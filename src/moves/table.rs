// Per-piece movement as data: a list of direction vectors plus whether they repeat.
use crate::board::{Piece, PieceType, Position, TeamColor};

/// What a direction may do when it reaches an occupied or empty square.
#[derive(Debug, Clone, Copy, PartialEq, Eq)]
pub enum CaptureRule {
    /// Move to empty squares or capture an enemy piece.
    Allowed,
    /// Only legal as a capture (pawn diagonals).
    Required,
    /// Only legal onto empty squares (pawn pushes).
    Forbidden,
}

#[derive(Debug, Clone, Copy, PartialEq, Eq)]
pub struct Direction {
    pub dr: i8,
    pub dc: i8,
    pub capture: CaptureRule,
    /// Upper bound on steps along this vector; `None` means until blocked.
    pub max_steps: Option<u8>,
}

impl Direction {
    pub const fn new(dr: i8, dc: i8) -> Self {
        Self { dr, dc, capture: CaptureRule::Allowed, max_steps: None }
    }

    const fn pawn(dr: i8, dc: i8, capture: CaptureRule, max_steps: u8) -> Self {
        Self { dr, dc, capture, max_steps: Some(max_steps) }
    }
}

#[derive(Debug, Clone, Copy, PartialEq, Eq)]
pub struct MoveSet {
    pub directions: &'static [Direction],
    /// Slide along each direction until blocked (bounded by `max_steps`).
    pub repeatable: bool,
}

pub const ROOK_DIRS: [Direction; 4] =
    [Direction::new(1, 0), Direction::new(-1, 0), Direction::new(0, 1), Direction::new(0, -1)];

pub const BISHOP_DIRS: [Direction; 4] =
    [Direction::new(1, 1), Direction::new(-1, 1), Direction::new(1, -1), Direction::new(-1, -1)];

pub const QUEEN_DIRS: [Direction; 8] = [
    Direction::new(1, 1),
    Direction::new(-1, 1),
    Direction::new(1, -1),
    Direction::new(-1, -1),
    Direction::new(1, 0),
    Direction::new(-1, 0),
    Direction::new(0, 1),
    Direction::new(0, -1),
];

pub const KNIGHT_DIRS: [Direction; 8] = [
    Direction::new(2, 1),
    Direction::new(2, -1),
    Direction::new(-2, 1),
    Direction::new(-2, -1),
    Direction::new(1, 2),
    Direction::new(1, -2),
    Direction::new(-1, 2),
    Direction::new(-1, -2),
];

// Pawns: push (no capture) then the two capture diagonals. The *_HOME variants allow the double step.
const WHITE_PAWN_HOME: [Direction; 3] = [
    Direction::pawn(1, 0, CaptureRule::Forbidden, 2),
    Direction::pawn(1, 1, CaptureRule::Required, 1),
    Direction::pawn(1, -1, CaptureRule::Required, 1),
];
const WHITE_PAWN: [Direction; 3] = [
    Direction::pawn(1, 0, CaptureRule::Forbidden, 1),
    Direction::pawn(1, 1, CaptureRule::Required, 1),
    Direction::pawn(1, -1, CaptureRule::Required, 1),
];
const BLACK_PAWN_HOME: [Direction; 3] = [
    Direction::pawn(-1, 0, CaptureRule::Forbidden, 2),
    Direction::pawn(-1, 1, CaptureRule::Required, 1),
    Direction::pawn(-1, -1, CaptureRule::Required, 1),
];
const BLACK_PAWN: [Direction; 3] = [
    Direction::pawn(-1, 0, CaptureRule::Forbidden, 1),
    Direction::pawn(-1, 1, CaptureRule::Required, 1),
    Direction::pawn(-1, -1, CaptureRule::Required, 1),
];

/// Movement table for `piece` standing on `from`. Only pawns depend on the square.
pub fn move_set(piece: Piece, from: Position) -> MoveSet {
    match piece.kind() {
        PieceType::Rook => MoveSet { directions: &ROOK_DIRS, repeatable: true },
        PieceType::Bishop => MoveSet { directions: &BISHOP_DIRS, repeatable: true },
        PieceType::Queen => MoveSet { directions: &QUEEN_DIRS, repeatable: true },
        PieceType::King => MoveSet { directions: &QUEEN_DIRS, repeatable: false },
        PieceType::Knight => MoveSet { directions: &KNIGHT_DIRS, repeatable: false },
        PieceType::Pawn => {
            let home = from.row() == piece.color().pawn_row();
            let directions: &'static [Direction] = match (piece.color(), home) {
                (TeamColor::White, true) => &WHITE_PAWN_HOME,
                (TeamColor::White, false) => &WHITE_PAWN,
                (TeamColor::Black, true) => &BLACK_PAWN_HOME,
                (TeamColor::Black, false) => &BLACK_PAWN,
            };
            MoveSet { directions, repeatable: true }
        }
    }
}
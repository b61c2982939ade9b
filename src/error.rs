use crate::board::Position;

/// Errors raised by board addressing and move-generation queries.
#[derive(Debug, Clone, PartialEq, Eq, thiserror::Error)]
pub enum BoardError {
    #[error("position ({row}, {col}) is off the board; rows and columns run 1..=8")]
    OutOfRange { row: i32, col: i32 },

    #[error("no piece at {0}")]
    EmptySquare(Position),

    #[error("invalid square name: {0:?}")]
    InvalidSquare(String),

    #[error("invalid piece letter: {0:?}")]
    InvalidPiece(char),
}

pub type BoardResult<T> = Result<T, BoardError>;
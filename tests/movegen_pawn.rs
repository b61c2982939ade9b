use piecemoves::{piece_moves, Board, ChessMove, Piece, PieceType, Position, TeamColor};
use pretty_assertions::assert_eq;
use std::collections::BTreeSet;

fn sq(s: &str) -> Position { s.parse().expect("valid square") }

fn squares(names: &[&str]) -> BTreeSet<Position> { names.iter().map(|s| sq(s)).collect() }

fn ends(moves: &[ChessMove]) -> BTreeSet<Position> { moves.iter().map(|m| m.end()).collect() }

const WP: Piece = Piece::new(TeamColor::White, PieceType::Pawn);
const BP: Piece = Piece::new(TeamColor::Black, PieceType::Pawn);

#[test]
fn white_pawn_single_and_double_step_from_home() -> anyhow::Result<()> {
    let b = Board::standard();
    assert_eq!(ends(&piece_moves(&b, sq("e2"))?), squares(&["e3", "e4"]));
    assert_eq!(ends(&piece_moves(&b, sq("a2"))?), squares(&["a3", "a4"]));
    Ok(())
}

#[test]
fn black_pawn_moves_toward_row_one() -> anyhow::Result<()> {
    let b = Board::standard();
    assert_eq!(ends(&piece_moves(&b, sq("d7"))?), squares(&["d6", "d5"]));

    let mut b = Board::new();
    b.place(sq("d5"), BP);
    assert_eq!(ends(&piece_moves(&b, sq("d5"))?), squares(&["d4"]));
    Ok(())
}

#[test]
fn pawn_off_home_rank_steps_once() -> anyhow::Result<()> {
    let mut b = Board::new();
    b.place(sq("e3"), WP);
    assert_eq!(ends(&piece_moves(&b, sq("e3"))?), squares(&["e4"]));
    Ok(())
}

#[test]
fn double_step_blocked_by_either_square() -> anyhow::Result<()> {
    let mut b = Board::new();
    b.place(sq("e2"), WP);
    b.place(sq("e4"), BP);
    assert_eq!(ends(&piece_moves(&b, sq("e2"))?), squares(&["e3"]));

    b.place(sq("e3"), Piece::new(TeamColor::White, PieceType::Knight));
    assert!(piece_moves(&b, sq("e2"))?.is_empty());
    Ok(())
}

#[test]
fn pawn_never_captures_straight_ahead() -> anyhow::Result<()> {
    let mut b = Board::new();
    b.place(sq("c4"), WP);
    b.place(sq("c5"), BP);
    assert!(piece_moves(&b, sq("c4"))?.is_empty());
    Ok(())
}

#[test]
fn pawn_captures_diagonally_only_enemies() -> anyhow::Result<()> {
    let mut b = Board::new();
    b.place(sq("d4"), WP);
    b.place(sq("c5"), BP);
    b.place(sq("e5"), Piece::new(TeamColor::White, PieceType::Rook));
    assert_eq!(ends(&piece_moves(&b, sq("d4"))?), squares(&["d5", "c5"]));

    // Black pawn captures downward.
    let mut b = Board::new();
    b.place(sq("d5"), BP);
    b.place(sq("e4"), WP);
    b.place(sq("c4"), WP);
    b.place(sq("d4"), WP);
    assert_eq!(ends(&piece_moves(&b, sq("d5"))?), squares(&["c4", "e4"]));
    Ok(())
}

#[test]
fn pawn_on_edge_file_has_one_diagonal() -> anyhow::Result<()> {
    let mut b = Board::new();
    b.place(sq("h2"), WP);
    b.place(sq("g3"), BP);
    assert_eq!(ends(&piece_moves(&b, sq("h2"))?), squares(&["h3", "h4", "g3"]));
    Ok(())
}

#[test]
fn pawn_on_last_rank_has_no_moves() -> anyhow::Result<()> {
    // Promotion is the rules engine's job; geometrically there is nowhere to go.
    let mut b = Board::new();
    b.place(sq("a8"), WP);
    b.place(sq("h1"), BP);
    assert!(piece_moves(&b, sq("a8"))?.is_empty());
    assert!(piece_moves(&b, sq("h1"))?.is_empty());
    Ok(())
}

#[test]
fn pawn_reaching_last_rank_gets_no_promotion_piece() -> anyhow::Result<()> {
    let mut b = Board::new();
    b.place(sq("b7"), WP);
    b.place(sq("a8"), Piece::new(TeamColor::Black, PieceType::Rook));
    let moves = piece_moves(&b, sq("b7"))?;
    assert_eq!(ends(&moves), squares(&["b8", "a8"]));
    assert!(moves.iter().all(|m| m.promotion().is_none()));
    Ok(())
}
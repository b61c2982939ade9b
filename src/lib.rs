// Chessboard model and per-piece pseudo-legal move generation
pub mod board;
pub mod error;
pub mod moves;

pub use board::{Board, Piece, PieceType, Position, TeamColor};
pub use error::{BoardError, BoardResult};
pub use moves::{piece_moves, ChessMove};
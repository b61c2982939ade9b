use std::fmt;

use log::trace;

use crate::board::{Board, Piece, PieceType, Position};
use crate::error::{BoardError, BoardResult};

pub mod table;
mod traverse;

/// A candidate move: origin, destination and an optional promotion piece.
#[derive(Debug, Clone, Copy, PartialEq, Eq, Hash, PartialOrd, Ord)]
#[cfg_attr(feature = "serde", derive(serde::Serialize, serde::Deserialize))]
pub struct ChessMove {
    start: Position,
    end: Position,
    promotion: Option<PieceType>,
}

impl ChessMove {
    pub fn new(start: Position, end: Position, promotion: Option<PieceType>) -> Self { Self { start, end, promotion } }

    #[inline]
    pub fn start(&self) -> Position { self.start }
    #[inline]
    pub fn end(&self) -> Position { self.end }
    #[inline]
    pub fn promotion(&self) -> Option<PieceType> { self.promotion }
}

// UCI long algebraic, e.g. "e2e4" or "e7e8q".
impl fmt::Display for ChessMove {
    fn fmt(&self, f: &mut fmt::Formatter<'_>) -> fmt::Result {
        write!(f, "{}{}", self.start, self.end)?;
        if let Some(p) = self.promotion { write!(f, "{}", p.to_char())?; }
        Ok(())
    }
}

/// Geometrically reachable moves for the piece on `position`.
///
/// Check, castling, en passant and turn order are left to the caller. Fails with
/// [`BoardError::EmptySquare`] if nothing stands on `position`.
pub fn piece_moves(board: &Board, position: Position) -> BoardResult<Vec<ChessMove>> {
    let piece = board.piece_at(position).ok_or(BoardError::EmptySquare(position))?;
    Ok(piece.piece_moves(board, position))
}

impl Piece {
    /// Moves this piece would have from `position` on `board`. The square itself is
    /// not read, so the piece need not actually be placed there.
    pub fn piece_moves(&self, board: &Board, position: Position) -> Vec<ChessMove> {
        let set = table::move_set(*self, position);
        let mut out = Vec::with_capacity(if set.repeatable { 28 } else { 8 });
        traverse::walk(board, position, *self, set, &mut out);
        trace!("{:?} {:?} on {}: {} moves", self.color(), self.kind(), position, out.len());
        out
    }
}
// Test modules for upnp-cli
// Shared doubles live in `support`; each other module covers one layer

mod support;

mod keep_tests;
//! Per-variant device enumeration seam used by the router prober

use super::clients::{DiscoveryReport, WanIpConnection1Client, WanIpConnection2Client, WanPppConnection1Client};
use super::connection::{BoxedConnection, WanConnection};
use super::ssdp::SearchOptions;
use super::types::{ServiceVariant, UpnpError};
use async_trait::async_trait;
use tracing::warn;

/// Enumerates the devices implementing one WAN connection service variant
#[async_trait]
pub trait DeviceFinder: Send + Sync + 'static {
    /// Find every device implementing `variant`, possibly none
    async fn find(&self, variant: ServiceVariant) -> Result<Vec<BoxedConnection>, UpnpError>;
}

/// [`DeviceFinder`] backed by SSDP search and device description fetches
#[derive(Debug, Clone, Default)]
pub struct SsdpDeviceFinder {
    options: SearchOptions,
    lenient: bool,
}

impl SsdpDeviceFinder {
    /// Create a strict finder: any per-device failure fails the enumeration
    pub fn new(options: SearchOptions) -> Self {
        Self {
            options,
            lenient: false,
        }
    }

    /// Log and skip devices whose description cannot be read instead of failing
    pub fn lenient(mut self) -> Self {
        self.lenient = true;
        self
    }

    /// Apply the strictness policy to one variant's discovery report
    ///
    /// Strict: the first per-device error is returned and the clients are
    /// dropped. Lenient: every error is logged and the clients are kept.
    pub(crate) fn finish<T: WanConnection + 'static>(
        &self,
        variant: ServiceVariant,
        report: DiscoveryReport<T>,
    ) -> Result<Vec<BoxedConnection>, UpnpError> {
        let DiscoveryReport { clients, mut errors } = report;

        if !errors.is_empty() {
            if !self.lenient {
                return Err(errors.swap_remove(0));
            }
            for error in &errors {
                warn!("Skipping {} device: {}", variant, error);
            }
        }

        Ok(clients
            .into_iter()
            .map(|client| Box::new(client) as BoxedConnection)
            .collect())
    }
}

#[async_trait]
impl DeviceFinder for SsdpDeviceFinder {
    async fn find(&self, variant: ServiceVariant) -> Result<Vec<BoxedConnection>, UpnpError> {
        match variant {
            ServiceVariant::WanIpConnection1 => {
                let report = WanIpConnection1Client::discover(&self.options).await?;
                self.finish(variant, report)
            }
            ServiceVariant::WanIpConnection2 => {
                let report = WanIpConnection2Client::discover(&self.options).await?;
                self.finish(variant, report)
            }
            ServiceVariant::WanPppConnection1 => {
                let report = WanPppConnection1Client::discover(&self.options).await?;
                self.finish(variant, report)
            }
        }
    }
}
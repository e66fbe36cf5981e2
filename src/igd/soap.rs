//! SOAP action invocation against a service control URL

use super::description::{element_text, parse_document};
use super::types::{ServiceVariant, UpnpError};
use reqwest::Url;
use std::collections::HashMap;
use tracing::debug;
use xmltree::{Element, XMLNode};

/// Client for one service instance on one device
#[derive(Debug, Clone)]
pub struct ServiceClient {
    http: reqwest::Client,
    variant: ServiceVariant,
    url_base: Url,
    control_url: Url,
}

impl ServiceClient {
    /// Create a client for the service of type `variant` at `control_url`
    pub fn new(http: reqwest::Client, variant: ServiceVariant, url_base: Url, control_url: Url) -> Self {
        Self {
            http,
            variant,
            url_base,
            control_url,
        }
    }

    /// Service variant this client speaks
    pub fn variant(&self) -> ServiceVariant {
        self.variant
    }

    /// Base URL of the root device hosting the service
    pub fn url_base(&self) -> &Url {
        &self.url_base
    }

    /// Control URL actions are posted to
    pub fn control_url(&self) -> &Url {
        &self.control_url
    }

    /// Invoke `action` with `args` and return the response arguments
    pub async fn perform_action(
        &self,
        action: &str,
        args: &[(&str, String)],
    ) -> Result<HashMap<String, String>, UpnpError> {
        let service_type = self.variant.urn();
        let envelope = build_envelope(service_type, action, args);

        debug!("SOAP {}#{} -> {}", self.variant, action, self.control_url);

        let response = self
            .http
            .post(self.control_url.clone())
            .header("Content-Type", "text/xml; charset=\"utf-8\"")
            .header("SOAPAction", format!("\"{}#{}\"", service_type, action))
            .body(envelope)
            .send()
            .await?;

        let status = response.status();
        let body = response.text().await?;

        if !status.is_success() {
            return Err(parse_fault(&body).unwrap_or(UpnpError::HttpStatus {
                action: action.to_string(),
                status: status.as_u16(),
            }));
        }

        parse_action_response(&body, action)
    }
}

/// Build the SOAP 1.1 envelope for an action call
pub fn build_envelope(service_type: &str, action: &str, args: &[(&str, String)]) -> String {
    let mut arguments = String::new();
    for (name, value) in args {
        arguments.push_str(&format!("<{name}>{}</{name}>", escape_xml(value)));
    }

    format!(
        "<?xml version=\"1.0\"?>\
         <s:Envelope xmlns:s=\"http://schemas.xmlsoap.org/soap/envelope/\" \
         s:encodingStyle=\"http://schemas.xmlsoap.org/soap/encoding/\">\
         <s:Body>\
         <u:{action} xmlns:u=\"{service_type}\">{arguments}</u:{action}>\
         </s:Body>\
         </s:Envelope>"
    )
}

/// Extract the output arguments of `<action>Response`
pub fn parse_action_response(body: &str, action: &str) -> Result<HashMap<String, String>, UpnpError> {
    let envelope = parse_document(body.as_bytes())?;
    let soap_body = envelope
        .get_child("Body")
        .ok_or_else(|| UpnpError::InvalidResponse("SOAP envelope has no Body".to_string()))?;

    if let Some(fault) = fault_from_body(soap_body) {
        return Err(fault);
    }

    let expected = format!("{}Response", action);
    let response = soap_body.get_child(expected.as_str()).ok_or_else(|| {
        UpnpError::InvalidResponse(format!("SOAP Body has no {} element", expected))
    })?;

    Ok(response
        .children
        .iter()
        .filter_map(|node| match node {
            XMLNode::Element(arg) => Some((
                arg.name.clone(),
                arg.get_text().map(|t| t.trim().to_string()).unwrap_or_default(),
            )),
            _ => None,
        })
        .collect())
}

/// Parse a SOAP fault carrying a `UPnPError`
pub fn parse_fault(body: &str) -> Option<UpnpError> {
    let envelope = parse_document(body.as_bytes()).ok()?;
    fault_from_body(envelope.get_child("Body")?)
}

fn fault_from_body(soap_body: &Element) -> Option<UpnpError> {
    let fault = soap_body.get_child("Fault")?;

    let upnp_error = fault
        .get_child("detail")
        .and_then(|detail| detail.get_child("UPnPError"));

    let Some(upnp_error) = upnp_error else {
        let description = element_text(fault, "faultstring").unwrap_or_else(|| "Unknown fault".to_string());
        return Some(UpnpError::InvalidResponse(format!("SOAP fault: {}", description)));
    };

    let code = element_text(upnp_error, "errorCode")
        .and_then(|code| code.parse().ok())
        .unwrap_or(0);
    let description = element_text(upnp_error, "errorDescription").unwrap_or_default();

    Some(UpnpError::Soap { code, description })
}

/// Escape the five XML special characters
pub fn escape_xml(value: &str) -> String {
    let mut escaped = String::with_capacity(value.len());
    for c in value.chars() {
        match c {
            '&' => escaped.push_str("&amp;"),
            '<' => escaped.push_str("&lt;"),
            '>' => escaped.push_str("&gt;"),
            '"' => escaped.push_str("&quot;"),
            '\'' => escaped.push_str("&apos;"),
            _ => escaped.push(c),
        }
    }
    escaped
}
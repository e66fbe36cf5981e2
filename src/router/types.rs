//! Common types for router discovery and port mapping

use crate::igd::{PortMappingProtocol, ServiceVariant, UpnpError};
use std::fmt;
use thiserror::Error;

/// Discovered handles, one sequence per service variant
///
/// Only lives between probing and selection.
#[derive(Debug)]
pub struct CandidateSet<T> {
    /// `WANIPConnection:2` handles
    pub ip2: Vec<T>,
    /// `WANIPConnection:1` handles
    pub ip1: Vec<T>,
    /// `WANPPPConnection:1` handles
    pub ppp1: Vec<T>,
}

impl<T> CandidateSet<T> {
    /// Number of handles per variant, in priority order
    pub fn counts(&self) -> CandidateCounts {
        CandidateCounts {
            ip2: self.ip2.len(),
            ip1: self.ip1.len(),
            ppp1: self.ppp1.len(),
        }
    }

    /// Remove and return the handles of `variant`
    pub fn take(&mut self, variant: ServiceVariant) -> Vec<T> {
        let slot = match variant {
            ServiceVariant::WanIpConnection2 => &mut self.ip2,
            ServiceVariant::WanIpConnection1 => &mut self.ip1,
            ServiceVariant::WanPppConnection1 => &mut self.ppp1,
        };
        std::mem::take(slot)
    }
}

impl<T> Default for CandidateSet<T> {
    fn default() -> Self {
        Self {
            ip2: Vec::new(),
            ip1: Vec::new(),
            ppp1: Vec::new(),
        }
    }
}

/// Candidate counts per variant
#[derive(Debug, Clone, Copy, PartialEq, Eq)]
pub struct CandidateCounts {
    /// `WANIPConnection:2` handles found
    pub ip2: usize,
    /// `WANIPConnection:1` handles found
    pub ip1: usize,
    /// `WANPPPConnection:1` handles found
    pub ppp1: usize,
}

impl fmt::Display for CandidateCounts {
    fn fmt(&self, f: &mut fmt::Formatter<'_>) -> fmt::Result {
        write!(
            f,
            "{}: {}, {}: {}, {}: {}",
            ServiceVariant::WanIpConnection2,
            self.ip2,
            ServiceVariant::WanIpConnection1,
            self.ip1,
            ServiceVariant::WanPppConnection1,
            self.ppp1
        )
    }
}

/// Remote port mapping operation
#[derive(Debug, Clone, Copy, PartialEq, Eq)]
pub enum MappingOperation {
    /// `AddPortMapping`
    Add,
    /// `DeletePortMapping`
    Delete,
    /// `GetSpecificPortMappingEntry`
    Query,
}

impl fmt::Display for MappingOperation {
    fn fmt(&self, f: &mut fmt::Formatter<'_>) -> fmt::Result {
        f.write_str(match self {
            Self::Add => "AddPortMapping",
            Self::Delete => "DeletePortMapping",
            Self::Query => "GetSpecificPortMappingEntry",
        })
    }
}

/// Errors that can occur while selecting or driving a router
#[derive(Debug, Error)]
pub enum RouterError {
    /// Enumerating one of the service variants failed
    #[error("Discovery of {variant} devices failed: {source}")]
    Discovery {
        /// Variant whose enumeration failed
        variant: ServiceVariant,
        /// Underlying client error
        #[source]
        source: UpnpError,
    },

    /// No variant had exactly one candidate
    #[error(
        "multiple or no services found ({counts}); \
         if more than one gateway is on this network, none can be picked automatically"
    )]
    AmbiguousOrNoRouter {
        /// Candidates found per variant
        counts: CandidateCounts,
    },

    /// The local address facing the router could not be determined
    #[error("{0}")]
    LocalIpResolution(String),

    /// A remote port mapping call failed
    #[error("{operation} for port {port}/{protocol} failed: {source}")]
    RemoteMapping {
        /// Operation attempted
        operation: MappingOperation,
        /// External port
        port: u16,
        /// Transport protocol of the failed half
        protocol: PortMappingProtocol,
        /// Underlying client error
        #[source]
        source: UpnpError,
    },

    /// `GetExternalIPAddress` failed
    #[error("GetExternalIPAddress failed: {0}")]
    ExternalIp(#[source] UpnpError),

    /// Discovery was cancelled before it finished
    #[error("Router discovery cancelled")]
    Cancelled,

    /// Internal error
    #[error("Internal error: {0}")]
    Internal(String),
}
use super::support::{Call, MockConnection, StaticInterfaces};
use crate::igd::PortMappingProtocol;
use crate::keep::*;
use crate::router::{MappingOperation, RouterClient, RouterError};

fn router_for(conn: &MockConnection) -> RouterClient {
    RouterClient::with_interfaces(conn.boxed(), StaticInterfaces::single("192.168.1.50", 24))
}

#[test]
fn test_new_session_is_idle() {
    let conn = MockConnection::router();
    let session = KeepSession::new(router_for(&conn), 8080);

    assert_eq!(session.state(), KeepState::Idle);
    assert_eq!(session.port(), 8080);
    assert!(conn.calls().is_empty());
}

#[tokio::test]
async fn test_start_forwards_port() {
    let conn = MockConnection::router();
    let session = KeepSession::start(router_for(&conn), 8080, "kept").await.unwrap();

    assert_eq!(session.state(), KeepState::Forwarded);
    let calls = conn.calls();
    assert_eq!(calls.len(), 2);
    assert!(calls.iter().all(|call| matches!(call, Call::Add(request) if request.description == "kept")));
}

#[tokio::test]
async fn test_start_failure_returns_error() {
    let conn = MockConnection::router().failing_add(PortMappingProtocol::UDP);
    let result = KeepSession::start(router_for(&conn), 8080, "kept").await;

    assert!(matches!(
        result,
        Err(RouterError::RemoteMapping {
            operation: MappingOperation::Add,
            protocol: PortMappingProtocol::UDP,
            ..
        })
    ));
}

#[tokio::test]
async fn test_hold_clears_after_shutdown() {
    let conn = MockConnection::router();
    let mut session = KeepSession::start(router_for(&conn), 8080, "kept").await.unwrap();

    let (signal, cleared) = session.hold(async { "SIGTERM" }).await;

    assert_eq!(signal, "SIGTERM");
    assert!(cleared.is_ok());
    assert_eq!(session.state(), KeepState::Cleared);

    let deletes: Vec<_> = conn
        .calls()
        .into_iter()
        .filter_map(|call| match call {
            Call::Delete { port, protocol, .. } => Some((port, protocol)),
            _ => None,
        })
        .collect();
    assert_eq!(
        deletes,
        vec![(8080, PortMappingProtocol::TCP), (8080, PortMappingProtocol::UDP)]
    );
}

#[tokio::test]
async fn test_hold_waits_for_shutdown() {
    let conn = MockConnection::router();
    let mut session = KeepSession::start(router_for(&conn), 8080, "kept").await.unwrap();
    let (tx, rx) = tokio::sync::oneshot::channel::<()>();

    let watcher = conn.clone();
    let sender = tokio::spawn(async move {
        tokio::time::sleep(std::time::Duration::from_millis(20)).await;
        // Nothing is cleared while the session is held
        let cleared_early = watcher.calls().iter().any(|call| matches!(call, Call::Delete { .. }));
        let _ = tx.send(());
        cleared_early
    });

    let (_, cleared) = session.hold(rx).await;
    assert!(cleared.is_ok());
    assert!(!sender.await.unwrap(), "Port was cleared before shutdown");
    assert_eq!(conn.calls().len(), 4);
    assert_eq!(session.exit(), KeepState::Exited);
}

#[tokio::test]
async fn test_hold_clear_failure_still_exits() {
    let conn = MockConnection::router().failing_delete(PortMappingProtocol::TCP);
    let mut session = KeepSession::start(router_for(&conn), 8080, "kept").await.unwrap();

    let (_, cleared) = session.hold(async {}).await;

    assert!(matches!(
        cleared,
        Err(RouterError::RemoteMapping {
            operation: MappingOperation::Delete,
            ..
        })
    ));
    // Still forwarded after the failed clear, but the session can end
    assert_eq!(session.state(), KeepState::Forwarded);
    assert_eq!(session.exit(), KeepState::Exited);
    // Add TCP, add UDP, failed delete TCP; no retry
    assert_eq!(conn.calls().len(), 3);
}

#[tokio::test]
async fn test_hold_idle_session_skips_clear() {
    let conn = MockConnection::router();
    let mut session = KeepSession::new(router_for(&conn), 8080);

    let (_, cleared) = session.hold(async {}).await;

    assert!(cleared.is_ok());
    assert_eq!(session.state(), KeepState::Idle);
    assert_eq!(session.exit(), KeepState::Exited);
    assert!(conn.calls().is_empty());
}

#[cfg(unix)]
#[tokio::test]
async fn test_signal_raised_before_recv_is_delivered() {
    let mut signals = ShutdownSignal::register().unwrap();

    // Raised while nothing is waiting, as happens during the forward calls
    let pid = std::process::id().to_string();
    let status = std::process::Command::new("kill")
        .args(["-TERM", pid.as_str()])
        .status()
        .unwrap();
    assert!(status.success());

    let name = tokio::time::timeout(std::time::Duration::from_secs(5), signals.recv())
        .await
        .expect("Queued signal should be delivered");
    assert_eq!(name, "SIGTERM");
}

§ **Activity**: For the data above, count every line in which the string "Create" appears, and answer with the count only.

§ **Task solution**: 2